(Stored data entries)
________

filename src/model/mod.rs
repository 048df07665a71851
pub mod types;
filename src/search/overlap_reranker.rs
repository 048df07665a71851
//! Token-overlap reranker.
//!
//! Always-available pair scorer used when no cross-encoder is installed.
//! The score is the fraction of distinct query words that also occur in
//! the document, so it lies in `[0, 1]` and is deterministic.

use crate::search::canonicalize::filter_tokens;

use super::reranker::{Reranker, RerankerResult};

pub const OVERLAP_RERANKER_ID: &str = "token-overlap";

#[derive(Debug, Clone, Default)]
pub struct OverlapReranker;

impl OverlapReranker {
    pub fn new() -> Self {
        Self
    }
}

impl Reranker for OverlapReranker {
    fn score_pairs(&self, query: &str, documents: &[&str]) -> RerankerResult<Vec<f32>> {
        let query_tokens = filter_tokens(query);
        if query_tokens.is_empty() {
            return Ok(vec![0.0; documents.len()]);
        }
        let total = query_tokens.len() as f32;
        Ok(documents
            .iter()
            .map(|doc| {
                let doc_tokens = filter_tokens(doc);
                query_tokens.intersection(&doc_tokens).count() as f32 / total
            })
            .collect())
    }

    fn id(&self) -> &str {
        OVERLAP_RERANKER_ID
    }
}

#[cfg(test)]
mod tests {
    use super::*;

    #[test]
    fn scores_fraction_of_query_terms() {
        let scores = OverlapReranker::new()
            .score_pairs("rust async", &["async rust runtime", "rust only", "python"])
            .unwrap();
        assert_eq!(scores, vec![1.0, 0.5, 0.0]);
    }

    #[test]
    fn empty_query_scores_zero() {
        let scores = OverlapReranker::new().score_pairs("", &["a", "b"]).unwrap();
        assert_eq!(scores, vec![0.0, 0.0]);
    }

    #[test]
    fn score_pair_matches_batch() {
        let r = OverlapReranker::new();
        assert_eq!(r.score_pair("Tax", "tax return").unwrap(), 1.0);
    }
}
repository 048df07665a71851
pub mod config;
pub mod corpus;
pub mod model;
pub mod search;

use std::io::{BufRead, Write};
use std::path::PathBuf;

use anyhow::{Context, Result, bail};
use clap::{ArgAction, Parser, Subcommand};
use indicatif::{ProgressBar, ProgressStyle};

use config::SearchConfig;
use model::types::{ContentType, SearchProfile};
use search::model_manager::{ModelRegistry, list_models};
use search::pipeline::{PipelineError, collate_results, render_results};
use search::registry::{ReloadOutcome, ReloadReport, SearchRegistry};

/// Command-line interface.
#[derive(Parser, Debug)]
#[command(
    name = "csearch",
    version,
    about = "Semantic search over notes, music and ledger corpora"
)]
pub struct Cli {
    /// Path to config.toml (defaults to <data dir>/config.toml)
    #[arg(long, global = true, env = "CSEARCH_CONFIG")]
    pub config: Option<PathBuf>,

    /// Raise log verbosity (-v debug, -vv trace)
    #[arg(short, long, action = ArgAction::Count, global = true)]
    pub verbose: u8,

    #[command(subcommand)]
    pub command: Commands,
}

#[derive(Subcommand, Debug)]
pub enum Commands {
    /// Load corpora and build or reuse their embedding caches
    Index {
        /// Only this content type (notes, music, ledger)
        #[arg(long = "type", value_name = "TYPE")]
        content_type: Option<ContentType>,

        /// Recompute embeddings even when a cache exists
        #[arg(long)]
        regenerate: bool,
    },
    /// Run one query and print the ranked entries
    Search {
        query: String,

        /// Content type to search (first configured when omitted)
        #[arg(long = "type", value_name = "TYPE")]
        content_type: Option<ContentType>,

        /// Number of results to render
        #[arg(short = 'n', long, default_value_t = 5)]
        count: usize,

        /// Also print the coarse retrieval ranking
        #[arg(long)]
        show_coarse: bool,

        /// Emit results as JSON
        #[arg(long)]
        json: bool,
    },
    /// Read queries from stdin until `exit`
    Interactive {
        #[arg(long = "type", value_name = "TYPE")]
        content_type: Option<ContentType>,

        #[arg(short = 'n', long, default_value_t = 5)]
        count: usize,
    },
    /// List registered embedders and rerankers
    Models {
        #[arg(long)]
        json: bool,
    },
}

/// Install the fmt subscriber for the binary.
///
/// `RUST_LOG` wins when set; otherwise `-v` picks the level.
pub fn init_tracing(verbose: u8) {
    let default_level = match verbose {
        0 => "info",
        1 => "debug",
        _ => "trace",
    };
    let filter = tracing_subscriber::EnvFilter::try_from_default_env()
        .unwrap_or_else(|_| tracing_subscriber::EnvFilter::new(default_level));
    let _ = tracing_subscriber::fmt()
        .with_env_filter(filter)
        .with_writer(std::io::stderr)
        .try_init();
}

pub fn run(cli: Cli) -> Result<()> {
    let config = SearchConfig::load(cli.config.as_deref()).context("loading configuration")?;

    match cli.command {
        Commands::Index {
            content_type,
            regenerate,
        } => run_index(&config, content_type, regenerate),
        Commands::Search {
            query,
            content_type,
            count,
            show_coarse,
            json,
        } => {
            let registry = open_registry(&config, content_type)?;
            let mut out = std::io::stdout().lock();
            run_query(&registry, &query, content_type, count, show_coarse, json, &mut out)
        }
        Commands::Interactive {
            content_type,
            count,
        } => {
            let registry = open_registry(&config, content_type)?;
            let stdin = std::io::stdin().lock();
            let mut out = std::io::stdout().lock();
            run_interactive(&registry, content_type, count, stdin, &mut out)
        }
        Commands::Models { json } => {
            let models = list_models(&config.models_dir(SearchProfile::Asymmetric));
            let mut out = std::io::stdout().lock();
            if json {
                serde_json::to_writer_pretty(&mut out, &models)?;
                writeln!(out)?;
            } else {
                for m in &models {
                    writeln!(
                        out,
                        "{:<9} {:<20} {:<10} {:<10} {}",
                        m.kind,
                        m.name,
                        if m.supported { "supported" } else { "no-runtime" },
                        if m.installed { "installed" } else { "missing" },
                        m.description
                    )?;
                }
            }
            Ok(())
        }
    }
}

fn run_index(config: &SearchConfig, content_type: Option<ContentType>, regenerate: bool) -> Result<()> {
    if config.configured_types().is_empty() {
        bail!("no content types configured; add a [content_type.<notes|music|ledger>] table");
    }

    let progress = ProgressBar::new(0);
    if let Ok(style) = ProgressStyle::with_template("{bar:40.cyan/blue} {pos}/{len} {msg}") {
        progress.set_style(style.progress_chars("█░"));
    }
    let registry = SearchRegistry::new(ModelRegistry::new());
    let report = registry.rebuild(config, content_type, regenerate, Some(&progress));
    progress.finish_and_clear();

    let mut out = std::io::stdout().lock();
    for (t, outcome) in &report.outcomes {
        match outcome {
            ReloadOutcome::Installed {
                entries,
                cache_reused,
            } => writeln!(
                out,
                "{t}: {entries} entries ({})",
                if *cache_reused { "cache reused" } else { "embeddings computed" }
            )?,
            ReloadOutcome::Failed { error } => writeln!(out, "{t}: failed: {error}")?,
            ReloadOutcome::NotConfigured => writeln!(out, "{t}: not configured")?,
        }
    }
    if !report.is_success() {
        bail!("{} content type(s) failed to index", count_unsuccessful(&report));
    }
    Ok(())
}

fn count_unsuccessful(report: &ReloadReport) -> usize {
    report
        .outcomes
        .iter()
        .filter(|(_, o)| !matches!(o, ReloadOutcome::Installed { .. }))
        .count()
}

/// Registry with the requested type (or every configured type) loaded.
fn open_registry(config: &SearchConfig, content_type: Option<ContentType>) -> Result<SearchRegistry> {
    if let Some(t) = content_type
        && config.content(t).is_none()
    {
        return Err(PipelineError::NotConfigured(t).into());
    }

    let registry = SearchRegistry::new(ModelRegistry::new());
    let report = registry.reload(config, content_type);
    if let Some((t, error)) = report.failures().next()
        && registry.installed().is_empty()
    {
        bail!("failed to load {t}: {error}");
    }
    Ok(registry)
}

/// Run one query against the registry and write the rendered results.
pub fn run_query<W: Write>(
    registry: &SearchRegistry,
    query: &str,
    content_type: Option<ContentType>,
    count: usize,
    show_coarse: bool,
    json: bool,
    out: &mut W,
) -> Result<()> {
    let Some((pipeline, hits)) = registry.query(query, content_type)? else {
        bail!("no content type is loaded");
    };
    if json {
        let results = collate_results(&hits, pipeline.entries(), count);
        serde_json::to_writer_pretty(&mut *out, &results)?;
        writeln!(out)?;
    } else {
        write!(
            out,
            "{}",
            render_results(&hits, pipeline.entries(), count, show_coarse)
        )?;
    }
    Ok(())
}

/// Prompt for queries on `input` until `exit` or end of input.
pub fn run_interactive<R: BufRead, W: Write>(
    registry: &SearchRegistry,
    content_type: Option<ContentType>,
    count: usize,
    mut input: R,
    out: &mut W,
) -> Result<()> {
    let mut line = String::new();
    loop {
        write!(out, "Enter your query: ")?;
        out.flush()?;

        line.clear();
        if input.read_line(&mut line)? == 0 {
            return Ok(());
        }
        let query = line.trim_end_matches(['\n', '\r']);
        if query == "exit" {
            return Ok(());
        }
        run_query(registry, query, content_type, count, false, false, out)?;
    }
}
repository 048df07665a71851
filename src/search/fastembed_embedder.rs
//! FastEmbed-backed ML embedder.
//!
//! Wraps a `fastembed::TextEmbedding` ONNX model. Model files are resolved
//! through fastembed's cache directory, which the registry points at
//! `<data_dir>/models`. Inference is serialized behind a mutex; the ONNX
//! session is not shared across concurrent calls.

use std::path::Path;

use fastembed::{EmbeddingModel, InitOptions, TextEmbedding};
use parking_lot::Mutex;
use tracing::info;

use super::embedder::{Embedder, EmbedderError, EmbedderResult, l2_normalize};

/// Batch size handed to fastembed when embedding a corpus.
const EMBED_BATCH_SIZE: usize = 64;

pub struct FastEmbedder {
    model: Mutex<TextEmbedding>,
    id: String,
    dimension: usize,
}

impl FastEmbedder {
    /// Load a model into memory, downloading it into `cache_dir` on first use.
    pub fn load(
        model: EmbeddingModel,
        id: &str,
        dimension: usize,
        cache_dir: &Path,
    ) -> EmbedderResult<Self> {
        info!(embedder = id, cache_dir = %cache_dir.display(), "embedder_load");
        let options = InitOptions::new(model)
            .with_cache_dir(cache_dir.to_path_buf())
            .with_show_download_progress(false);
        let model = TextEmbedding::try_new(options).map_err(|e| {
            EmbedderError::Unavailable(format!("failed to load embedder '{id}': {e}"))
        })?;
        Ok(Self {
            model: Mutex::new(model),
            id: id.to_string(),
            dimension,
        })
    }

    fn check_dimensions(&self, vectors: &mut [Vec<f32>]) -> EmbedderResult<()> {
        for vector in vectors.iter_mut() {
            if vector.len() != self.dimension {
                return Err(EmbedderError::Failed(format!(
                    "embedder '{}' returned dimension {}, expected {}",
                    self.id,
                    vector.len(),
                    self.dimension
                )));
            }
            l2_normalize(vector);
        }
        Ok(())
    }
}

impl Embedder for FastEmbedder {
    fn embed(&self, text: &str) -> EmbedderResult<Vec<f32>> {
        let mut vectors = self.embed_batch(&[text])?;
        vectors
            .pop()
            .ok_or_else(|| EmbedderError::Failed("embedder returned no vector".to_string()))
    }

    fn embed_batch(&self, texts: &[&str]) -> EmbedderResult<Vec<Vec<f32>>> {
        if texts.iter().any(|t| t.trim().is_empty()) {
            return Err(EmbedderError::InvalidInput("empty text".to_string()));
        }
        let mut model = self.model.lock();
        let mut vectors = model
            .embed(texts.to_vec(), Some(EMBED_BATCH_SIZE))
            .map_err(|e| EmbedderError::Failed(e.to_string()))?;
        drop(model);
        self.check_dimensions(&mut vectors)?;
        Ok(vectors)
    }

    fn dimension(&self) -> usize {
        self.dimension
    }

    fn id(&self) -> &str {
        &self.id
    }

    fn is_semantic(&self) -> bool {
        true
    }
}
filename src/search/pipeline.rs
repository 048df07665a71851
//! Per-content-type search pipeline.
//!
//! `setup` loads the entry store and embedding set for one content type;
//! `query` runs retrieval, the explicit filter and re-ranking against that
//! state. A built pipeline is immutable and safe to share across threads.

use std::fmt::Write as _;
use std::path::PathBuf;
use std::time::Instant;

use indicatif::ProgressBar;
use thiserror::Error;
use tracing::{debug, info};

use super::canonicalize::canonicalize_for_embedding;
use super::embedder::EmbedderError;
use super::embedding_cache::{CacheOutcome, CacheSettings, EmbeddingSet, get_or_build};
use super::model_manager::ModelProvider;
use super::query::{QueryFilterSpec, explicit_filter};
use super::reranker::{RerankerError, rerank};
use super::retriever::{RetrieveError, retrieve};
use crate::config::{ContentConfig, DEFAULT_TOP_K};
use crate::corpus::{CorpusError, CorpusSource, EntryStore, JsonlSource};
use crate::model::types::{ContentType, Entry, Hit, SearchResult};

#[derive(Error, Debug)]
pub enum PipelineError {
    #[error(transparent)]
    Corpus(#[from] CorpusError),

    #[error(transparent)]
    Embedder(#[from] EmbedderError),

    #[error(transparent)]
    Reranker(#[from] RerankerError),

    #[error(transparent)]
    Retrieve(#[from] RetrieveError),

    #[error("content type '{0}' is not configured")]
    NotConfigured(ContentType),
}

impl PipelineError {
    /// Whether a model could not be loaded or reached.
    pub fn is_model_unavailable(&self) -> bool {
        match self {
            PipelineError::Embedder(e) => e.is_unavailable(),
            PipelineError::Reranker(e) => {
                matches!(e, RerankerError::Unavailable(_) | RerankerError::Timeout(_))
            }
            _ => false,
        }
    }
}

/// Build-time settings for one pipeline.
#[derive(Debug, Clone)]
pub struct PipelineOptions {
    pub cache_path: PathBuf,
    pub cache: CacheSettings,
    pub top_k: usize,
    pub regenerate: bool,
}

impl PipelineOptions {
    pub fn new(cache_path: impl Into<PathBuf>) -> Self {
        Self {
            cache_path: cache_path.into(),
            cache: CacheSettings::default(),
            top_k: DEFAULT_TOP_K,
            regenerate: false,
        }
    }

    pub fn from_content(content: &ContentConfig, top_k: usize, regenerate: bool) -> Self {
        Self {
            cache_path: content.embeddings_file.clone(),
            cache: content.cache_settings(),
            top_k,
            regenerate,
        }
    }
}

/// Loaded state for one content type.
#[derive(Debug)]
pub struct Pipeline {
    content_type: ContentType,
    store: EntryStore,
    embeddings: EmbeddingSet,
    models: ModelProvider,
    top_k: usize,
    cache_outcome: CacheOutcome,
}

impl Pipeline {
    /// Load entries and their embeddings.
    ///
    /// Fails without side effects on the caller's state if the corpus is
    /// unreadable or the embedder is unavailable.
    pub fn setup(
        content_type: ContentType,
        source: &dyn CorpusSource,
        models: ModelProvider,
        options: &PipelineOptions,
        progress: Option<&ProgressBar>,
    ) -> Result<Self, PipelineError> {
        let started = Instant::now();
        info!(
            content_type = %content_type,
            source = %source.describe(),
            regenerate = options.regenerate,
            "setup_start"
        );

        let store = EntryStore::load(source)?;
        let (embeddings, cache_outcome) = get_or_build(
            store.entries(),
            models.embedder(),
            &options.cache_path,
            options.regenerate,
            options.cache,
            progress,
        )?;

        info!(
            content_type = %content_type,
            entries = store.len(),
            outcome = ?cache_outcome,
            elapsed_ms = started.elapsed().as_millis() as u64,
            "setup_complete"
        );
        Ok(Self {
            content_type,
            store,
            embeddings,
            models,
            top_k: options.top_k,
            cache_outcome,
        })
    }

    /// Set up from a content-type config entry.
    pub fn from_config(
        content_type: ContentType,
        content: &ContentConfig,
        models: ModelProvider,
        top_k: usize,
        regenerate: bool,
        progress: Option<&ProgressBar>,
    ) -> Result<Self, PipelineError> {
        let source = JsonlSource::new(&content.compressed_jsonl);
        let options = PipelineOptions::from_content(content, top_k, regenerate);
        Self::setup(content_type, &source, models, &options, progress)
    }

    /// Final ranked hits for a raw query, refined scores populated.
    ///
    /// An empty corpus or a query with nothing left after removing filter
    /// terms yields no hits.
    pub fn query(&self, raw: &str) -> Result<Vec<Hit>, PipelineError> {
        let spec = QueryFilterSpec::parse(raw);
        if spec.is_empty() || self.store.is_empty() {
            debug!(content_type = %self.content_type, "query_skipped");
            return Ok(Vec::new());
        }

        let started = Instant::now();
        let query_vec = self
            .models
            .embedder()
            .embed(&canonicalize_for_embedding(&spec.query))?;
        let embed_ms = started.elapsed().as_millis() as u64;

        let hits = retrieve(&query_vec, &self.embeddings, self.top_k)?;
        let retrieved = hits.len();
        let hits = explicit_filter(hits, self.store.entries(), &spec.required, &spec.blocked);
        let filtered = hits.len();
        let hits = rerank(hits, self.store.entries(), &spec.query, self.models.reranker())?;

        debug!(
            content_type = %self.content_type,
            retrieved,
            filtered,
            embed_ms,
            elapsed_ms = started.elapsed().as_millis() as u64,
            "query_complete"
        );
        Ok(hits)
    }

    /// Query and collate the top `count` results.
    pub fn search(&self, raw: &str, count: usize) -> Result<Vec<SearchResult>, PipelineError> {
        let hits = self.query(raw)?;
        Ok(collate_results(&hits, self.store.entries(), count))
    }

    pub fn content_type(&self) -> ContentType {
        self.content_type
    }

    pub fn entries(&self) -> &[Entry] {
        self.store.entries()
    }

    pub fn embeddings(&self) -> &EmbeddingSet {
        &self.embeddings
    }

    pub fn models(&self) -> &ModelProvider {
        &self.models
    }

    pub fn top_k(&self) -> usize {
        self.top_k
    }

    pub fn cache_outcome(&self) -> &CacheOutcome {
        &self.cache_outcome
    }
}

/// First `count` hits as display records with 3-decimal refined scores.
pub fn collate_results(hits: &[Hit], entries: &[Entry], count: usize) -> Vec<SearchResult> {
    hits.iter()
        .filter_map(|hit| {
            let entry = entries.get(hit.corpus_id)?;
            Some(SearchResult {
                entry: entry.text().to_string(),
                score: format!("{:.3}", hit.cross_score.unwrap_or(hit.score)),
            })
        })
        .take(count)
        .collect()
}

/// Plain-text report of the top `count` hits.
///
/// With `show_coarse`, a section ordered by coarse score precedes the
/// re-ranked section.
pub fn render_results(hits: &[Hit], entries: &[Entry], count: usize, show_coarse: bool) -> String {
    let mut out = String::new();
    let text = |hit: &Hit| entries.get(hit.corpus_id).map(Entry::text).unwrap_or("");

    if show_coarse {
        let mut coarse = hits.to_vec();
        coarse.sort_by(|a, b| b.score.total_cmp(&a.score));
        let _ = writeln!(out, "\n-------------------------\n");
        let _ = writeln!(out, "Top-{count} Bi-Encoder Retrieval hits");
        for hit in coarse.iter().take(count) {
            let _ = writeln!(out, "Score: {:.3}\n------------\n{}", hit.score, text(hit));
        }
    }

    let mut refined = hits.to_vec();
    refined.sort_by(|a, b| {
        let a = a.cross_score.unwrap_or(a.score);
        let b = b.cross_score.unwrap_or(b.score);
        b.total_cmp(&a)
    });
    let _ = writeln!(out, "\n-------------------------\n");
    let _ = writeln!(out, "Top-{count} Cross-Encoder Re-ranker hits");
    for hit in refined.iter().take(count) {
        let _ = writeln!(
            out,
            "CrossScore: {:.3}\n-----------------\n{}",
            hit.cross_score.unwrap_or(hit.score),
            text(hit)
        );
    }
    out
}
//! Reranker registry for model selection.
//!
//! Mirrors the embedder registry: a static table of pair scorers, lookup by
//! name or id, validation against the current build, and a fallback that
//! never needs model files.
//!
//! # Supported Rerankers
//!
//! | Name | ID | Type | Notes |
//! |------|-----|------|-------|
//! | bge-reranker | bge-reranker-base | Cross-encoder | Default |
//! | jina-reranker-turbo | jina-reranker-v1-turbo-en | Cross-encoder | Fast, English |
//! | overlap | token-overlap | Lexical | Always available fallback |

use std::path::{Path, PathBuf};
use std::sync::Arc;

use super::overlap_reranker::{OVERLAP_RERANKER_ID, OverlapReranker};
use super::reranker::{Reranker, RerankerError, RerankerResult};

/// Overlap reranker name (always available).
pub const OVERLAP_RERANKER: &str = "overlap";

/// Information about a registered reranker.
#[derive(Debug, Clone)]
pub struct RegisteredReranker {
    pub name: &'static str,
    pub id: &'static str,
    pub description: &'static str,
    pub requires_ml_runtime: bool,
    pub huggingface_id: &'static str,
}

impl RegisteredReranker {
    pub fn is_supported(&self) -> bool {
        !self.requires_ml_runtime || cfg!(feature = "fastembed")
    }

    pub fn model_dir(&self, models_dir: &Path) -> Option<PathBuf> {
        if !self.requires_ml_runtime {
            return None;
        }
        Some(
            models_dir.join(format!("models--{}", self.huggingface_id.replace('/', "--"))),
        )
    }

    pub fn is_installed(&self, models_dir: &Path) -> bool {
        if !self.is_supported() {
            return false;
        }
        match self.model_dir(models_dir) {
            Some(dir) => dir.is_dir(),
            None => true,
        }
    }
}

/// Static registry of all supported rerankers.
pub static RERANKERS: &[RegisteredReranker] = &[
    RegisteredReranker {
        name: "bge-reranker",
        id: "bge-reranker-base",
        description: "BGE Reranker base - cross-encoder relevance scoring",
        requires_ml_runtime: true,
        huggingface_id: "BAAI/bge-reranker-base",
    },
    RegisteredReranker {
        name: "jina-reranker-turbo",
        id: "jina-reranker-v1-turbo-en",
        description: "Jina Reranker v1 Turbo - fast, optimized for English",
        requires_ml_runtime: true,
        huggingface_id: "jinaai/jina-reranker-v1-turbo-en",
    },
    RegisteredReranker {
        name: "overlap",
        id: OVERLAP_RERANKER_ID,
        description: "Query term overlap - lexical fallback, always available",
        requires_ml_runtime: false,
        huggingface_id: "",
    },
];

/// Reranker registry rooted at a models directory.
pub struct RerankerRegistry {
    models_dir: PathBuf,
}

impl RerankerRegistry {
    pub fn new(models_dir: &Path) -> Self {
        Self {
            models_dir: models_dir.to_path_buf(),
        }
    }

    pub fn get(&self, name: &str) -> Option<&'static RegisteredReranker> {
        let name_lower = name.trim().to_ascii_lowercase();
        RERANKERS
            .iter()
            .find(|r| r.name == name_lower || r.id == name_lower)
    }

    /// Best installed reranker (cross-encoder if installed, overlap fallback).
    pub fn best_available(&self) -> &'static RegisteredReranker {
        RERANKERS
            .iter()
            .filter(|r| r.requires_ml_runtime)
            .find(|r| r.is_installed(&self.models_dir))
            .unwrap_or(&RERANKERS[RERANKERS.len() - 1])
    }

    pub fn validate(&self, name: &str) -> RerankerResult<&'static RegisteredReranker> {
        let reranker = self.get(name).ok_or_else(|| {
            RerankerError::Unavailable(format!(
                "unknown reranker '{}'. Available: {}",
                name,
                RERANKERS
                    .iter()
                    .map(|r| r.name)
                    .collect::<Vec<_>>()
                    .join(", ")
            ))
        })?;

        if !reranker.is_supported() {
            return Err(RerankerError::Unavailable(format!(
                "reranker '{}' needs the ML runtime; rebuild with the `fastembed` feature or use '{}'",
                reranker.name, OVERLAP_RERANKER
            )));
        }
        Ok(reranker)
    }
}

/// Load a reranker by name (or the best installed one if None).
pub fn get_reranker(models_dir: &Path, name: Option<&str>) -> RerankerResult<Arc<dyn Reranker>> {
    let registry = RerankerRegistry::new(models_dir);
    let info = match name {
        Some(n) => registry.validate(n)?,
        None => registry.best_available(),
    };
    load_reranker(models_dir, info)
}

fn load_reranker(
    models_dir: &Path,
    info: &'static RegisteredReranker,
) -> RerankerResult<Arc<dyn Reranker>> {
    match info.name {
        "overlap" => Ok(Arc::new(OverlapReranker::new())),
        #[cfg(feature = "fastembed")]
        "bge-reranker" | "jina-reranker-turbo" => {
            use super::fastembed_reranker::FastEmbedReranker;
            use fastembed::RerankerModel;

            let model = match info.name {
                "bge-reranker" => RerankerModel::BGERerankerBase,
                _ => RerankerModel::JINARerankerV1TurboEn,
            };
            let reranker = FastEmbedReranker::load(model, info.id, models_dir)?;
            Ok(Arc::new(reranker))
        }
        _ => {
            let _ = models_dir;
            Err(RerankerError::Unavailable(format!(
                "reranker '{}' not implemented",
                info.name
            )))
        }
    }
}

________

_Your instructions:_ Check every line of the data for the word "derive". The response is the count alone.

_Solution:_ 7